Daisy Luther
The directors of Nestle must be breathing a sigh of relief as the world targets Monsanto with a barrage of negative publicity, global protests, and grassroots campaigns. While we’re all distracted by Monsanto’s GMO corruption of the food supply, Nestle is taking steps to profit off of the natural world with patents on breast milk and medicinal plants, and the privatization of water,and giving the seed company a run for the title of The Most Evil Corporation in the World.
Between corporate demons like Nestle and Monsanto, the very right to life itself is becoming a commodity with a price tag as access to food and water become a privilege only available to those who have the means to pay for it.
The potential death toll would be astonishing. Is that the point? A team effort in which the elite make money hand over fist, massive depopulation, and indentured servitude in exchange for the right to eat and drink?
Monsanto and Nestle are firmly on the same team – Nestle donated over $1 million to the campaign against GMO labeling in California and their CEO has claimed that in 15 years of consumption, no one was every harmed by eating GMOs.
While the world’s attention has been on Monsanto’s corruption of the food supply, Nestle has been quietly draining water sources around the globe and marking it up a mind-blowing 53,908,255%, while the rest of us must deal with droughts, regulations on wells and rainwater, and rising prices.
The Nestle website touts the slogan: Good Food, Good Life is the promise we commit to, everyday, everywhere – to enhance lives, throughout life, with good food and beverages. Somehow, it seems that mission statement must have gotten lost in the interoffice email system, because Nestle executives don’t seem to have received that message.
Nestle has virtually taken over the water supplies in parts of South Africa, Ethiopia, and Pakistan, leaving residents of those countries to sicken and die from what remains. Nestle has been deaf to pleas from affected villagers for access to clean water.
Perhaps that is because of theircorporate belief that water is a commodity, not a basic human right.
Natural Society’s Anthony Gucciardi wrote:
Is water a free and basic human right, or should all the water on the planet belong to major corporations and be treated as a product? Should the poor who cannot afford to pay these said corporations suffer from starvation due to their lack of financial wealth? According to the former CEO and now Chairman of the largest food product manufacturer in the world, corporations should own every drop of water on the planet — and you’re not getting any unless you pay up.

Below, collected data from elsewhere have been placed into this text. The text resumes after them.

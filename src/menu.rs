use std::rc::Rc;

use crate::choice::ChoiceId;
use crate::expr::Expr;
use crate::symbol::SymbolId;

/// Handle to a [`MenuNode`] in a [`Kconfig`](crate::Kconfig) instance's arena.
#[derive(Clone, Copy, Debug, PartialEq, Eq, Hash)]
pub struct NodeId(pub(crate) u32);

impl NodeId {
    pub(crate) fn index(self) -> usize {
        self.0 as usize
    }
}

/// What a menu node carries.
#[derive(Clone, Copy, Debug, PartialEq, Eq)]
pub enum MenuItem {
    Sym(SymbolId),
    Choice(ChoiceId),
    Menu,
    Comment,
}

/// A node in the menu tree. Every `config`, `menuconfig`, `choice`, `menu`,
/// and `comment` gets one; symbols and choices defined in several locations
/// get one per location. `if` blocks exist as items only during parsing;
/// finalization collapses them, as the C tools do.
///
/// The tree is linked through handles: `next` is the following sibling,
/// `list` the first child, `parent` the enclosing node. Submenus implied by
/// dependencies (a symbol depending on the symbol before it) are materialized
/// during finalization, so `list` can be set on symbol nodes too.
pub struct MenuNode {
    /// `None` marks an `if` node; these never survive finalization.
    pub(crate) item: Option<MenuItem>,
    pub(crate) prompt: Option<(String, Rc<Expr>)>,
    pub(crate) help: Option<String>,
    /// Effective `depends on` for the node, with parent dependencies
    /// propagated in.
    pub(crate) dep: Rc<Expr>,
    /// `visible if` conditions for menu nodes; `y` elsewhere.
    pub(crate) visibility: Rc<Expr>,
    /// Display hint: the symbol was defined with `menuconfig` here.
    pub(crate) is_menuconfig: bool,

    pub(crate) parent: Option<NodeId>,
    pub(crate) list: Option<NodeId>,
    pub(crate) next: Option<NodeId>,

    pub(crate) filename: Rc<str>,
    pub(crate) linenr: usize,
}

impl MenuNode {
    pub fn item(&self) -> Option<MenuItem> {
        self.item
    }

    /// `(text, condition)`. For menus and comments the text is the title.
    pub fn prompt(&self) -> Option<(&str, &Rc<Expr>)> {
        self.prompt.as_ref().map(|(t, c)| (t.as_str(), c))
    }

    pub fn help(&self) -> Option<&str> {
        self.help.as_deref()
    }

    pub fn dep(&self) -> &Rc<Expr> {
        &self.dep
    }

    pub fn visibility(&self) -> &Rc<Expr> {
        &self.visibility
    }

    pub fn is_menuconfig(&self) -> bool {
        self.is_menuconfig
    }

    pub fn parent(&self) -> Option<NodeId> {
        self.parent
    }

    /// First child node, or `None`.
    pub fn list(&self) -> Option<NodeId> {
        self.list
    }

    /// Next sibling node, or `None`.
    pub fn next(&self) -> Option<NodeId> {
        self.next
    }

    pub fn filename(&self) -> &str {
        &self.filename
    }

    pub fn linenr(&self) -> usize {
        self.linenr
    }
}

Gucciardi is referring to a video from 2005 that recently surfaced and went viral. In the video, Nestle’s loathsome head exec, Peter Brabeck-Letmathe had these outrageous comments about the right to water.

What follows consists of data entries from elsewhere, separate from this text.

//! Dependency expressions and their evaluation.
//!
//! Expressions form trees with symbol handles at the leaves. Identical
//! subtrees are shared through `Rc` (the active `if`-stack condition is
//! reused by every property parsed under it); equality is structural where
//! it matters and identity is never relied on.
//!
//! The constants `y`, `m`, and `n` are the instance's three constant
//! tristate symbols, so a "missing" condition is simply the `y` leaf and
//! evaluation needs no special cases for it.

use std::cmp::Ordering;
use std::rc::Rc;

use crate::kconfig::Kconfig;
use crate::symbol::SymbolId;
use crate::types::{parse_num, SymbolType, Tristate};

/// Comparison operators usable in expressions, e.g. `default y if N > 3`.
#[derive(Clone, Copy, Debug, PartialEq, Eq)]
pub enum CmpOp {
    Equal,
    Unequal,
    Less,
    LessEqual,
    Greater,
    GreaterEqual,
}

impl CmpOp {
    pub fn as_str(self) -> &'static str {
        match self {
            CmpOp::Equal => "=",
            CmpOp::Unequal => "!=",
            CmpOp::Less => "<",
            CmpOp::LessEqual => "<=",
            CmpOp::Greater => ">",
            CmpOp::GreaterEqual => ">=",
        }
    }

    fn holds(self, ord: Ordering) -> bool {
        match self {
            CmpOp::Equal => ord == Ordering::Equal,
            CmpOp::Unequal => ord != Ordering::Equal,
            CmpOp::Less => ord == Ordering::Less,
            CmpOp::LessEqual => ord != Ordering::Greater,
            CmpOp::Greater => ord == Ordering::Greater,
            CmpOp::GreaterEqual => ord != Ordering::Less,
        }
    }
}

/// A dependency expression. Comparison operands are always symbols; the
/// grammar cannot produce anything else there, and numeric/string literals
/// intern as (constant or undefined) symbols anyway.
#[derive(Clone, Debug)]
pub enum Expr {
    Sym(SymbolId),
    Not(Rc<Expr>),
    And(Rc<Expr>, Rc<Expr>),
    Or(Rc<Expr>, Rc<Expr>),
    Cmp(CmpOp, SymbolId, SymbolId),
}

impl Kconfig {
    /// Evaluates `expr` to a tristate against the current configuration.
    pub fn expr_value(&self, expr: &Expr) -> Tristate {
        match expr {
            Expr::Sym(id) => self.sym_leaf_value(*id),
            Expr::Not(e) => self.expr_value(e).not(),
            Expr::And(a, b) => {
                let v1 = self.expr_value(a);
                // Short-circuit the n case
                if v1 == Tristate::No {
                    Tristate::No
                } else {
                    v1.and(self.expr_value(b))
                }
            }
            Expr::Or(a, b) => {
                let v1 = self.expr_value(a);
                // Short-circuit the y case
                if v1 == Tristate::Yes {
                    Tristate::Yes
                } else {
                    v1.or(self.expr_value(b))
                }
            }
            Expr::Cmp(op, lhs, rhs) => self.cmp_value(*op, *lhs, *rhs),
        }
    }

    /// A symbol used as an expression leaf. Bool/tristate symbols contribute
    /// their tristate value. A defined string/int/hex symbol counts as `y`
    /// exactly when its value is non-empty. Undefined and constant
    /// non-tristate symbols are always `n`.
    fn sym_leaf_value(&self, id: SymbolId) -> Tristate {
        let sym = self.symbol(id);
        match sym.ty {
            SymbolType::Bool | SymbolType::Tristate => self.sym_tri_value(id),
            SymbolType::Unknown => Tristate::No,
            _ => {
                if self.sym_str_value(id).is_empty() {
                    Tristate::No
                } else {
                    Tristate::Yes
                }
            }
        }
    }

    fn cmp_value(&self, op: CmpOp, lhs: SymbolId, rhs: SymbolId) -> Tristate {
        let lt = self.symbol(lhs).ty;
        let rt = self.symbol(rhs).ty;
        let lv = self.sym_str_value(lhs);
        let rv = self.sym_str_value(rhs);

        let ord = if lt == SymbolType::String && rt == SymbolType::String {
            lv.cmp(&rv)
        } else {
            // Try a numeric comparison, with the base taken from the symbol
            // types (inferred from the literal for untyped operands), and
            // fall back on a lexicographic one.
            match (parse_num(&lv, lt.base()), parse_num(&rv, rt.base())) {
                (Some(a), Some(b)) => a.cmp(&b),
                _ => {
                    if lt.base() != 0 || rt.base() != 0 {
                        self.warn(&format!(
                            "type mismatch in comparison: '{} {} {}'",
                            self.sym_ref_str(lhs),
                            op.as_str(),
                            self.sym_ref_str(rhs)
                        ));
                    }
                    lv.cmp(&rv)
                }
            }
        };

        if op.holds(ord) {
            Tristate::Yes
        } else {
            Tristate::No
        }
    }

    /// Renders `expr` the way it could appear in a Kconfig file, with
    /// parentheses only where C operator precedence requires them
    /// (`||` < `&&` < `!`/comparison).
    pub fn expr_str(&self, expr: &Expr) -> String {
        match expr {
            Expr::Sym(id) => self.sym_ref_str(*id),
            Expr::Not(e) => match &**e {
                Expr::Sym(_) => format!("!{}", self.expr_str(e)),
                _ => format!("!({})", self.expr_str(e)),
            },
            Expr::And(a, b) => {
                format!("{} && {}", self.and_operand_str(a), self.and_operand_str(b))
            }
            Expr::Or(a, b) => format!("{} || {}", self.expr_str(a), self.expr_str(b)),
            Expr::Cmp(op, lhs, rhs) => format!(
                "{} {} {}",
                self.sym_ref_str(*lhs),
                op.as_str(),
                self.sym_ref_str(*rhs)
            ),
        }
    }

    fn sym_ref_str(&self, id: SymbolId) -> String {
        let sym = self.symbol(id);
        if sym.is_constant {
            format!("\"{}\"", sym.name)
        } else {
            sym.name.clone()
        }
    }

    /// An operand of `&&` needs parentheses only if it is an `||`.
    fn and_operand_str(&self, expr: &Expr) -> String {
        if matches!(expr, Expr::Or(..)) {
            format!("({})", self.expr_str(expr))
        } else {
            self.expr_str(expr)
        }
    }

    /// True if `expr` depends on `sym` in the sense that decides implicit
    /// submenu creation: a direct reference, an ANDed reference, or one of
    /// the comparisons `sym = y`, `sym = m`, `sym != n` (in either operand
    /// order).
    pub fn expr_depends_on(&self, expr: &Expr, sym: SymbolId) -> bool {
        match expr {
            Expr::Sym(id) => *id == sym,
            Expr::Cmp(op @ (CmpOp::Equal | CmpOp::Unequal), lhs, rhs) => {
                let (mut left, mut right) = (*lhs, *rhs);
                if right == sym {
                    std::mem::swap(&mut left, &mut right);
                }
                if left != sym {
                    return false;
                }
                match op {
                    CmpOp::Equal => right == self.m || right == self.y,
                    CmpOp::Unequal => right == self.n,
                    _ => unreachable!(),
                }
            }
            Expr::And(a, b) => self.expr_depends_on(a, sym) || self.expr_depends_on(b, sym),
            _ => false,
        }
    }

    /// Builds `e1 && e2` with the trivial simplifications (`y` is dropped,
    /// `n` absorbs).
    pub(crate) fn make_and(&self, e1: &Rc<Expr>, e2: &Rc<Expr>) -> Rc<Expr> {
        if self.is_const_leaf(e1, self.y) {
            return Rc::clone(e2);
        }
        if self.is_const_leaf(e2, self.y) {
            return Rc::clone(e1);
        }
        if self.is_const_leaf(e1, self.n) || self.is_const_leaf(e2, self.n) {
            return Rc::clone(&self.expr_n);
        }
        Rc::new(Expr::And(Rc::clone(e1), Rc::clone(e2)))
    }

    /// Builds `e1 || e2` with the trivial simplifications (`n` is dropped,
    /// `y` absorbs).
    pub(crate) fn make_or(&self, e1: &Rc<Expr>, e2: &Rc<Expr>) -> Rc<Expr> {
        if self.is_const_leaf(e1, self.n) {
            return Rc::clone(e2);
        }
        if self.is_const_leaf(e2, self.n) {
            return Rc::clone(e1);
        }
        if self.is_const_leaf(e1, self.y) || self.is_const_leaf(e2, self.y) {
            return Rc::clone(&self.expr_y);
        }
        Rc::new(Expr::Or(Rc::clone(e1), Rc::clone(e2)))
    }

    /// True if the whole expression is exactly the constant leaf `id`.
    pub(crate) fn is_const_leaf(&self, expr: &Rc<Expr>, id: SymbolId) -> bool {
        matches!(&**expr, Expr::Sym(s) if *s == id)
    }
}

#[cfg(test)]
mod tests {
    use super::*;

    #[test]
    fn cmp_op_holds() {
        assert!(CmpOp::Equal.holds(Ordering::Equal));
        assert!(!CmpOp::Equal.holds(Ordering::Less));
        assert!(CmpOp::Unequal.holds(Ordering::Greater));
        assert!(CmpOp::LessEqual.holds(Ordering::Equal));
        assert!(CmpOp::LessEqual.holds(Ordering::Less));
        assert!(CmpOp::GreaterEqual.holds(Ordering::Greater));
        assert!(!CmpOp::Greater.holds(Ordering::Equal));
    }
}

Water is of course the most important raw material we have today in the world. It’s a question of whether we should privatise the normal water supply for the population. And there are two different opinions on the matter.
The one opinion, which I think is extreme, is represented by the NGOs [NGOs = Non-Government Organizations], who bang on about declaring water being a public right. That means as a human being you should have a right to water. That’s an extreme solution.

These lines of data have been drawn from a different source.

//! Value-engine behavior: tristate evaluation, visibility, selects and
//! implies, choices, ranges, and the invalidation cascade.

use kconfig::{Kconfig, Tristate};
use pretty_assertions::assert_eq;

fn parse(content: &str) -> Kconfig {
    let dir = tempfile::tempdir().unwrap();
    let path = dir.path().join("Kconfig");
    std::fs::write(&path, content).unwrap();
    let kc = Kconfig::load(&path).unwrap();
    kc.disable_stderr_warnings();
    kc
}

#[test]
fn minimal_bool_defaults_to_y() {
    let kc = parse("config FOO\n\tbool \"foo\"\n\tdefault y\n");
    let foo = kc.lookup("FOO").unwrap();
    assert_eq!(kc.sym_tri_value(foo), Tristate::Yes);
    assert_eq!(kc.sym_str_value(foo), "y");
}

#[test]
fn select_forces_value_above_visibility() {
    let kc = parse(
        "config A\n\
         \tbool \"a\"\n\
         config B\n\
         \tbool\n\
         \tselect A if B\n\
         \tdefault y\n",
    );

    let a = kc.lookup("A").unwrap();
    // No user input anywhere: B defaults to y and drags A up with it
    assert_eq!(kc.sym_tri_value(a), Tristate::Yes);
    // A cannot be disabled while B selects it
    assert_eq!(kc.sym_assignable(a), &[Tristate::Yes]);
}

#[test]
fn selected_symbol_rejects_n() {
    let mut kc = parse(
        "config A\n\
         \tbool \"a\"\n\
         config B\n\
         \tbool\n\
         \tselect A\n\
         \tdefault y\n",
    );

    let a = kc.lookup("A").unwrap();
    assert!(!kc.set_value(a, "n"));
    assert_eq!(kc.sym_tri_value(a), Tristate::Yes);
}

#[test]
fn tristate_choice_modes() {
    let mut kc = parse(
        "config MODULES\n\
         \tbool \"modules\"\n\
         \tdefault y\n\
         \toption modules\n\
         choice\n\
         \ttristate \"c\"\n\
         config X\n\
         \ttristate \"x\"\n\
         config Y\n\
         \ttristate \"y\"\n\
         endchoice\n",
    );

    let x = kc.lookup("X").unwrap();
    let y = kc.lookup("Y").unwrap();
    let choice = kc.symbol(x).choice().unwrap();

    // With modules enabled the choice can sit in m or y mode
    assert_eq!(kc.choice_assignable(choice), &[Tristate::Mod, Tristate::Yes]);

    assert!(kc.set_choice_value(choice, Tristate::Mod));
    assert_eq!(kc.choice_value(choice), Tristate::Mod);

    assert!(kc.set_value(x, "m"));
    assert_eq!(kc.sym_tri_value(x), Tristate::Mod);
    assert_eq!(kc.sym_tri_value(y), Tristate::No);

    // Assigning y to a member flips the choice into y mode and selects it
    assert!(kc.set_value(x, "y"));
    assert_eq!(kc.choice_value(choice), Tristate::Yes);
    assert_eq!(kc.choice_selection(choice), Some(x));
    assert_eq!(kc.sym_tri_value(x), Tristate::Yes);
    assert_eq!(kc.sym_tri_value(y), Tristate::No);
}

#[test]
fn comparison_in_default_condition() {
    let kc = parse(
        "config N\n\
         \tint\n\
         \tdefault 5\n\
         config M\n\
         \tbool\n\
         \tdefault y if N > 3\n",
    );

    let m = kc.lookup("M").unwrap();
    assert_eq!(kc.sym_tri_value(m), Tristate::Yes);
}

#[test]
fn hex_comparison() {
    let kc = parse(
        "config H\n\
         \thex\n\
         \tdefault 0x10\n\
         config M\n\
         \tbool\n\
         \tdefault y if H = 16\n\
         config L\n\
         \tbool\n\
         \tdefault y if H < 0xff\n",
    );

    // 0x10 == 16 numerically
    assert_eq!(kc.sym_tri_value(kc.lookup("M").unwrap()), Tristate::Yes);
    assert_eq!(kc.sym_tri_value(kc.lookup("L").unwrap()), Tristate::Yes);
}

#[test]
fn string_comparison_is_lexicographic() {
    let kc = parse(
        "config S\n\
         \tstring\n\
         \tdefault \"abc\"\n\
         config M\n\
         \tbool\n\
         \tdefault y if S = \"abc\"\n\
         config L\n\
         \tbool\n\
         \tdefault y if S < \"abd\"\n",
    );

    assert_eq!(kc.sym_tri_value(kc.lookup("M").unwrap()), Tristate::Yes);
    assert_eq!(kc.sym_tri_value(kc.lookup("L").unwrap()), Tristate::Yes);
}

#[test]
fn non_empty_string_symbol_counts_as_y_in_expressions() {
    let kc = parse(
        "config S\n\
         \tstring\n\
         \tdefault \"something\"\n\
         config E\n\
         \tstring\n\
         config DEP_S\n\
         \tbool\n\
         \tdefault y if S\n\
         config DEP_E\n\
         \tbool\n\
         \tdefault y if E\n",
    );

    assert_eq!(kc.sym_tri_value(kc.lookup("DEP_S").unwrap()), Tristate::Yes);
    assert_eq!(kc.sym_tri_value(kc.lookup("DEP_E").unwrap()), Tristate::No);
}

#[test]
fn undefined_symbols_evaluate_to_n() {
    let kc = parse(
        "config FOO\n\
         \tbool\n\
         \tdefault y if NEVER_DEFINED\n",
    );

    assert_eq!(kc.sym_tri_value(kc.lookup("FOO").unwrap()), Tristate::No);
    // The reference materialized a placeholder symbol
    assert!(kc.lookup("NEVER_DEFINED").is_some());
    assert_eq!(kc.check_undefined(), 1);
}

#[test]
fn not_inverts_bool_values() {
    let mut kc = parse(
        "config A\n\
         \tbool \"a\"\n\
         \tdefault y\n\
         config B\n\
         \tbool \"b\"\n",
    );

    assert_eq!(kc.eval_string("!A").unwrap(), Tristate::No);
    assert_eq!(kc.eval_string("!B").unwrap(), Tristate::Yes);
    assert_eq!(kc.eval_string("!(A && B)").unwrap(), Tristate::Yes);
}

#[test]
fn imply_promotes_but_user_n_wins() {
    let mut kc = parse(
        "config A\n\
         \tbool \"a\"\n\
         config B\n\
         \tbool \"b\"\n\
         \tdefault y\n\
         \timply A\n",
    );

    let a = kc.lookup("A").unwrap();
    // The imply acts like a weak default
    assert_eq!(kc.sym_tri_value(a), Tristate::Yes);
    // but unlike a select it can be turned off
    assert!(kc.sym_assignable(a).contains(&Tristate::No));
    assert!(kc.set_value(a, "n"));
    assert_eq!(kc.sym_tri_value(a), Tristate::No);
}

#[test]
fn imply_needs_direct_deps() {
    let kc = parse(
        "config GATE\n\
         \tbool \"gate\"\n\
         config A\n\
         \tbool \"a\"\n\
         \tdepends on GATE\n\
         config B\n\
         \tbool \"b\"\n\
         \tdefault y\n\
         \timply A\n",
    );

    // A's direct dependencies are unmet, so the imply has no effect
    let a = kc.lookup("A").unwrap();
    assert_eq!(kc.sym_tri_value(a), Tristate::No);
}

#[test]
fn visibility_clamps_user_value() {
    let mut kc = parse(
        "config MODULES\n\
         \tbool \"modules\"\n\
         \tdefault y\n\
         \toption modules\n\
         config GATE\n\
         \ttristate \"gate\"\n\
         \tdefault m\n\
         config FOO\n\
         \ttristate \"foo\"\n\
         \tdepends on GATE\n",
    );

    let foo = kc.lookup("FOO").unwrap();
    assert_eq!(kc.sym_visibility(foo), Tristate::Mod);
    // Only m is achievable while the gate is m
    assert_eq!(kc.sym_assignable(foo), &[Tristate::Mod]);
    assert!(!kc.set_value(foo, "y"));
    assert!(kc.set_value(foo, "m"));
    assert_eq!(kc.sym_tri_value(foo), Tristate::Mod);
}

#[test]
fn bool_symbol_clamps_m_to_y() {
    let mut kc = parse("config FOO\n\tbool \"foo\"\n");
    let foo = kc.lookup("FOO").unwrap();

    assert!(kc.set_value(foo, "m"));
    assert_eq!(kc.sym_tri_value(foo), Tristate::Yes);
    assert!(kc
        .warnings()
        .iter()
        .any(|w| w.contains("promoted to y")));
}

#[test]
fn invalid_values_are_rejected() {
    let mut kc = parse(
        "config FOO\n\
         \tbool \"foo\"\n\
         config N\n\
         \tint \"n\"\n",
    );

    let foo = kc.lookup("FOO").unwrap();
    let n = kc.lookup("N").unwrap();

    assert!(!kc.set_value(foo, "maybe"));
    assert_eq!(kc.symbol(foo).user_value(), None);
    assert!(!kc.set_value(n, "not a number"));
    assert_eq!(kc.symbol(n).user_value(), None);
}

#[test]
fn int_default_clamps_to_range() {
    let kc = parse(
        "config N\n\
         \tint \"n\"\n\
         \trange 10 20\n\
         \tdefault 5\n",
    );

    let n = kc.lookup("N").unwrap();
    assert_eq!(kc.sym_str_value(n), "10");
    assert!(kc
        .warnings()
        .iter()
        .any(|w| w.contains("outside its active range")));
}

#[test]
fn hex_default_clamps_with_prefix() {
    let kc = parse(
        "config H\n\
         \thex \"h\"\n\
         \trange 0x10 0xff\n\
         \tdefault 0x200\n",
    );

    let h = kc.lookup("H").unwrap();
    assert_eq!(kc.sym_str_value(h), "0xff");
}

#[test]
fn out_of_range_user_value_is_ignored_with_warning() {
    let mut kc = parse(
        "config N\n\
         \tint \"n\"\n\
         \trange 10 20\n\
         \tdefault 15\n",
    );

    let n = kc.lookup("N").unwrap();
    assert!(kc.set_value(n, "25"));
    assert!(kc
        .warnings()
        .iter()
        .any(|w| w.contains("outside its active range")));
    // Evaluation falls back on the default
    assert_eq!(kc.sym_str_value(n), "15");
}

#[test]
fn range_low_end_stands_in_for_missing_default() {
    let kc = parse(
        "config N\n\
         \tint \"n\"\n\
         \trange 3 9\n",
    );

    assert_eq!(kc.sym_str_value(kc.lookup("N").unwrap()), "3");
}

#[test]
fn choice_selection_snaps_back_to_user_choice() {
    let mut kc = parse(
        "choice\n\
         \tbool \"pick\"\n\
         config X\n\
         \tbool \"x\"\n\
         config Y\n\
         \tbool \"y\"\n\
         endchoice\n",
    );

    let x = kc.lookup("X").unwrap();
    let y = kc.lookup("Y").unwrap();
    let choice = kc.symbol(x).choice().unwrap();

    // Bool choices rest in y mode with the first visible member selected
    assert_eq!(kc.choice_value(choice), Tristate::Yes);
    assert_eq!(kc.choice_selection(choice), Some(x));
    assert_eq!(kc.sym_tri_value(x), Tristate::Yes);
    assert_eq!(kc.sym_tri_value(y), Tristate::No);

    assert!(kc.set_value(y, "y"));
    assert_eq!(kc.choice_selection(choice), Some(y));
    assert_eq!(kc.sym_tri_value(x), Tristate::No);
    assert_eq!(kc.sym_tri_value(y), Tristate::Yes);
}

#[test]
fn choice_defaults_pick_the_selection() {
    let kc = parse(
        "choice\n\
         \tbool \"pick\"\n\
         \tdefault Y\n\
         config X\n\
         \tbool \"x\"\n\
         config Y\n\
         \tbool \"y\"\n\
         endchoice\n",
    );

    let y = kc.lookup("Y").unwrap();
    let choice = kc.symbol(y).choice().unwrap();
    assert_eq!(kc.choice_default_selection(choice), Some(y));
    assert_eq!(kc.sym_tri_value(y), Tristate::Yes);
}

#[test]
fn optional_choice_can_rest_at_n() {
    let mut kc = parse(
        "choice\n\
         \tbool \"pick\"\n\
         \toptional\n\
         config X\n\
         \tbool \"x\"\n\
         endchoice\n",
    );

    let x = kc.lookup("X").unwrap();
    let choice = kc.symbol(x).choice().unwrap();

    assert_eq!(kc.choice_value(choice), Tristate::No);
    assert_eq!(kc.sym_tri_value(x), Tristate::No);
    assert_eq!(kc.choice_assignable(choice), &[Tristate::No, Tristate::Yes]);

    assert!(kc.set_choice_value(choice, Tristate::Yes));
    assert_eq!(kc.sym_tri_value(x), Tristate::Yes);
}

#[test]
fn writes_cascade_through_dependencies() {
    let mut kc = parse(
        "config B\n\
         \tbool \"b\"\n\
         config A\n\
         \tbool\n\
         \tdefault y if B\n\
         config DEEP\n\
         \tbool\n\
         \tdefault y if A\n",
    );

    let a = kc.lookup("A").unwrap();
    let b = kc.lookup("B").unwrap();
    let deep = kc.lookup("DEEP").unwrap();

    // Prime the caches
    assert_eq!(kc.sym_tri_value(a), Tristate::No);
    assert_eq!(kc.sym_tri_value(deep), Tristate::No);

    assert!(kc.set_value(b, "y"));
    assert_eq!(kc.sym_tri_value(a), Tristate::Yes);
    assert_eq!(kc.sym_tri_value(deep), Tristate::Yes);

    kc.unset_value(b);
    assert_eq!(kc.sym_tri_value(a), Tristate::No);
    assert_eq!(kc.sym_tri_value(deep), Tristate::No);
}

#[test]
fn cached_values_match_fresh_evaluation() {
    let content = "config MODULES\n\
                   \tbool \"modules\"\n\
                   \tdefault y\n\
                   \toption modules\n\
                   config A\n\
                   \ttristate \"a\"\n\
                   config B\n\
                   \ttristate \"b\"\n\
                   \tdepends on A\n\
                   config C\n\
                   \tbool \"c\"\n\
                   \tdefault y if B = m\n\
                   config D\n\
                   \ttristate \"d\"\n\
                   \tdefault m\n\
                   \tdepends on A\n";

    let mut live = parse(content);
    let writes: &[(&str, &str)] = &[("A", "m"), ("B", "m"), ("A", "y"), ("B", "m")];

    for &(name, val) in writes {
        let sym = live.lookup(name).unwrap();
        live.set_value(sym, val);
        // Interleave reads so the caches are hot in odd states
        for probe in ["A", "B", "C", "D"] {
            let _ = live.sym_tri_value(live.lookup(probe).unwrap());
        }
    }

    // A fresh instance fed the same writes must agree everywhere
    let mut fresh = parse(content);
    for &(name, val) in writes {
        let sym = fresh.lookup(name).unwrap();
        fresh.set_value(sym, val);
    }

    for name in ["MODULES", "A", "B", "C", "D"] {
        let l = live.lookup(name).unwrap();
        let f = fresh.lookup(name).unwrap();
        assert_eq!(
            live.sym_str_value(l),
            fresh.sym_str_value(f),
            "cache incoherence on {}",
            name
        );
    }
}

#[test]
fn modules_toggle_invalidates_everything() {
    let mut kc = parse(
        "config MODULES\n\
         \tbool \"modules\"\n\
         \tdefault y\n\
         \toption modules\n\
         config T\n\
         \ttristate \"t\"\n\
         \tdefault m\n",
    );

    let t = kc.lookup("T").unwrap();
    let modules = kc.modules_sym();

    assert_eq!(kc.sym_tri_value(t), Tristate::Mod);

    // Without modules, tristates collapse to bool and m promotes to y
    assert!(kc.set_value(modules, "n"));
    assert_eq!(kc.sym_tri_value(t), Tristate::Yes);
}

#[test]
fn rev_dep_never_exceeds_value() {
    let mut kc = parse(
        "config A\n\
         \tbool \"a\"\n\
         config B\n\
         \tbool \"b\"\n\
         \tselect A\n\
         config C\n\
         \tbool \"c\"\n\
         \tselect A if B\n",
    );

    let a = kc.lookup("A").unwrap();
    for (b_val, c_val) in [("n", "n"), ("n", "y"), ("y", "n"), ("y", "y")] {
        let b = kc.lookup("B").unwrap();
        let c = kc.lookup("C").unwrap();
        kc.set_value(b, b_val);
        kc.set_value(c, c_val);
        let rev = kc.expr_value(kc.symbol(a).rev_dep());
        assert!(
            rev <= kc.sym_tri_value(a),
            "rev_dep {} above value {} for B={} C={}",
            rev,
            kc.sym_tri_value(a),
            b_val,
            c_val
        );
    }
}

#[test]
fn unset_values_resets_everything() {
    let mut kc = parse(
        "config A\n\
         \tbool \"a\"\n\
         \tdefault y\n\
         config B\n\
         \tbool \"b\"\n",
    );

    let a = kc.lookup("A").unwrap();
    let b = kc.lookup("B").unwrap();

    kc.set_value(a, "n");
    kc.set_value(b, "y");
    assert_eq!(kc.sym_tri_value(a), Tristate::No);
    assert_eq!(kc.sym_tri_value(b), Tristate::Yes);

    kc.unset_values();
    assert_eq!(kc.symbol(a).user_value(), None);
    assert_eq!(kc.symbol(b).user_value(), None);
    assert_eq!(kc.sym_tri_value(a), Tristate::Yes);
    assert_eq!(kc.sym_tri_value(b), Tristate::No);
}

And the other view says that water is a foodstuff like any other and like any other foodstuff it should have a market value.
Personally, I believe it’s better to give food stuff a value so we are all aware that it has its price and then that one should take specific measures for the part of the population that has no access to this water and there are many different possibilities there.” (source)
How benevolent of Nestle to make sure that we, the peons, realize that water has value. How rational that he believes all human beings having a right to water is “an extreme solution.” Peter Brabeck-Letmathe, a Bilderberg group attendee, clearly has classic psychological issues. ”Antisocial personality disorder is a mental health condition in which a person has a long-term pattern of manipulating, exploiting, or violating the rights of others.”
All over the world, Nestle has been draining the water from financially beleaguered regions.
The technique Nestlé uses is this: Find an economically weak region, buy up the land surrounding the water source and grease the political wheels by making a proposal the residents can’t possibly refuse. How can depressed regions resist new jobs and added local revenue? But, the revenue generated by these regions natural resource by and large goes to a corporation headquartered in Lake Geneva, Switzerland. And if the financial incentives aren’t enough to assuage concerned citizens, Nestlé’s more than happy to battle it out in court. (source)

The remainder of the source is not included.